Diane Ravitch: Profitizing Education Puts Our Nation At Risk
Mine was changed by about five great teachers. I write today because I had an English teacher who expected the very best I could give when I was 17 years old. Mr. Johnson didn't give anyone an A on their essay, ever. You counted yourself lucky to get a D. If you got a D, you didn't have to rewrite it unless you wanted to. Anything lower than that meant a full rewrite with many scathing comments. We hated it and we hated his droll method of teaching then, but my Facebook friends and I agree now that he was probably one of the most influential teachers we had.
Oh, and he was a union guy. All our teachers were. But that was before the days of Proposition 13, when teachers were paid to be good teachers and not produce standardized test results, though I also credit Mr. Johnson's coaching with passing AP test results that year. After Proposition 13 and in the years since, the trend is to turn education over to the profiteers via charter schools and online learning, all in the name of "budget savings."
The skills Mr. Johnson taught me cannot be measured by standardized tests and value-added evaluations.
Mr. Johnson is long-retired. I don't know if he's still alive, even. But I do know that if we keep going the way of charter schools and vouchers, the Mr. Johnsons of this world won't spend their time teaching. You'd have to be insane to do that. He was a lot of things, but he wasn't insane.
Diane Ravitch's column in today's Washington Post paints a picture of our education system that should concern us all, whether or not we have kids. Yes, this is something I have to remind my neighbors about when they complain that they have no children yet pay taxes for education.
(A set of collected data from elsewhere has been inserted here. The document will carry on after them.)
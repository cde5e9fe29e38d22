//! Applies the configuration that was merged into the default branch.
//! Scheduled when a config-repo pull request is merged and its
//! `apply_status` is not yet `COMPLETED`.

use otterdog_model::{Loader, Planner};
use otterdog_provider::Provider;

use crate::config::parse_declarative_config;
use crate::state::AppState;
use crate::task::{ApplyStatus, PullRequestModel};

pub struct Input {
    pub org_id: String,
    pub repo_name: String,
    pub pull: u64,
}

pub async fn run(state: AppState, input: Input) -> anyhow::Result<Vec<String>> {
    let provider = state.provider_for(&input.org_id)?;
    let org_id = input.org_id.clone();
    let config_repo = state.config_repo.to_string();
    let org_config_file = state.org_config_file.to_string();
    let delete_extras = state.settings.planner.delete_extras;

    let key = PullRequestModel::key(&input.org_id, &input.repo_name, input.pull);
    mark_apply_status(&state, &key, ApplyStatus::Pending);

    let outcome = {
        let provider = std::sync::Arc::clone(&provider);
        tokio::task::spawn_blocking(move || -> anyhow::Result<otterdog_model::RunOutcome> {
            let declared_text = provider
                .get_content(&org_id, &config_repo, &org_config_file)?
                .unwrap_or_else(|| "{}".to_string());
            let declared_value = parse_declarative_config(&declared_text)?;
            let loader = Loader::new();
            let expected = loader.load_from_declared(&org_id, &declared_value);
            let (current, _errors) = loader.load_from_live(&org_id, provider.as_ref(), false);

            let planner = Planner::new().with_delete_extras(delete_extras);
            Ok(planner.apply(&org_id, &expected, &current, provider.as_ref())?)
        })
        .await?
    };

    match outcome {
        Ok(outcome) => {
            mark_apply_status(&state, &key, ApplyStatus::Completed);
            Ok(vec![outcome.summary_line(otterdog_model::PlannerMode::Apply)])
        }
        Err(e) => {
            mark_apply_status(&state, &key, ApplyStatus::Failed);
            post_failure_comment(&provider, &input, &e.to_string()).await.ok();
            Err(e)
        }
    }
}

fn mark_apply_status(state: &AppState, key: &str, status: ApplyStatus) {
    if let Some(mut model) = state.pull_requests.get(key) {
        model.apply_status = status;
        state.pull_requests.upsert(key.to_string(), model);
    }
}

async fn post_failure_comment(
    provider: &std::sync::Arc<dyn Provider + Send + Sync>,
    input: &Input,
    message: &str,
) -> anyhow::Result<()> {
    let provider = std::sync::Arc::clone(provider);
    let org = input.org_id.clone();
    let repo = input.repo_name.clone();
    let pull = input.pull;
    let body = format!("Applying the merged configuration failed:\n\n```\n{message}\n```\n");
    tokio::task::spawn_blocking(move || provider.create_issue_comment(&org, &repo, pull, &body)).await??;
    Ok(())
}
//! Inbound webhook payload shapes and the PR state mapping rule, adapted
//! from the forge's own event schema rather than invented.

use serde::Deserialize;

#[derive(Debug, Clone, Copy, PartialEq, Eq)]
pub enum PullRequestStatus {
    Open,
    Merged,
    Closed,
}

#[derive(Debug, Clone, Deserialize)]
pub struct Actor {
    pub login: String,
}

#[derive(Debug, Clone, Deserialize)]
pub struct Repository {
    pub name: String,
    pub full_name: String,
    pub owner: Actor,
    pub default_branch: String,
}

#[derive(Debug, Clone, Deserialize)]
pub struct Ref {
    pub r#ref: String,
    pub sha: String,
    pub repo: Repository,
}

#[derive(Debug, Clone, Deserialize)]
pub struct PullRequest {
    pub number: u64,
    pub state: String,
    pub merged: Option<bool>,
    pub head: Ref,
    pub base: Ref,
}

impl PullRequest {
    /// `state=open → OPEN`; `state=closed, merged=true → MERGED`;
    /// `state=closed, merged=false → CLOSED`. Any other combination is
    /// invalid input (P8: total over valid inputs, deterministic).
    pub fn status(&self) -> Result<PullRequestStatus, String> {
        match self.state.as_str() {
            "open" => Ok(PullRequestStatus::Open),
            "closed" if self.merged == Some(true) => Ok(PullRequestStatus::Merged),
            "closed" => Ok(PullRequestStatus::Closed),
            other => Err(format!("unexpected pull request state '{other}'")),
        }
    }
}

#[derive(Debug, Clone, Deserialize)]
pub struct Installation {
    pub id: u64,
    pub account: Actor,
}

#[derive(Debug, Clone, Deserialize)]
pub struct PullRequestEvent {
    pub action: String,
    pub installation: Option<Installation>,
    pub repository: Repository,
    pub pull_request: PullRequest,
}

#[derive(Debug, Clone, Deserialize)]
pub struct InstallationEvent {
    pub action: String,
    pub installation: Installation,
}

#[derive(Debug, Clone, Deserialize)]
pub struct PushEvent {
    pub installation: Option<Installation>,
    pub r#ref: String,
    pub repository: Repository,
}

#[derive(Debug, Clone, Deserialize)]
pub struct IssueCommentEvent {
    pub action: String,
    pub installation: Option<Installation>,
    pub repository: Repository,
}

#[cfg(test)]
mod tests {
    use super::*;

    fn pr(state: &str, merged: Option<bool>) -> PullRequest {
        PullRequest {
            number: 1,
            state: state.into(),
            merged,
            head: Ref {
                r#ref: "feature".into(),
                sha: "abc".into(),
                repo: Repository {
                    name: "config".into(),
                    full_name: "acme/config".into(),
                    owner: Actor { login: "acme".into() },
                    default_branch: "main".into(),
                },
            },
            base: Ref {
                r#ref: "main".into(),
                sha: "def".into(),
                repo: Repository {
                    name: "config".into(),
                    full_name: "acme/config".into(),
                    owner: Actor { login: "acme".into() },
                    default_branch: "main".into(),
                },
            },
        }
    }

    #[test]
    fn open_maps_to_open() {
        assert_eq!(pr("open", None).status().unwrap(), PullRequestStatus::Open);
    }

    #[test]
    fn closed_and_merged_maps_to_merged() {
        assert_eq!(pr("closed", Some(true)).status().unwrap(), PullRequestStatus::Merged);
    }

    #[test]
    fn closed_and_not_merged_maps_to_closed() {
        assert_eq!(pr("closed", Some(false)).status().unwrap(), PullRequestStatus::Closed);
    }

    #[test]
    fn unknown_state_is_rejected() {
        assert!(pr("draft", None).status().is_err());
    }
}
An educated society is a prosperous one. We all benefit from educating children, even children of undocumented workers.
Ravitch:
Governors and state legislatures heed these messages. How could they not? In state after state, men with vast personal fortunes invest in campaigns to end teachers' tenure, end seniority (now called Last In, First Out, or LIFO), and clear the way for private takeovers of public schools, where teachers work with no job rights at all. Understandably, the message is embraced by right-wing governors like Bobby Jindal of Louisiana, John Kasich of Ohio, Mitch Daniels of Indiana, Tom Corbett of Pennsylvania, and Rick Scott of Florida, but also by Democratic governors like Andrew Cuomo of New York and Daniel Malloy of Connecticut, as well as independent Lincoln Chafee of Rhode Island.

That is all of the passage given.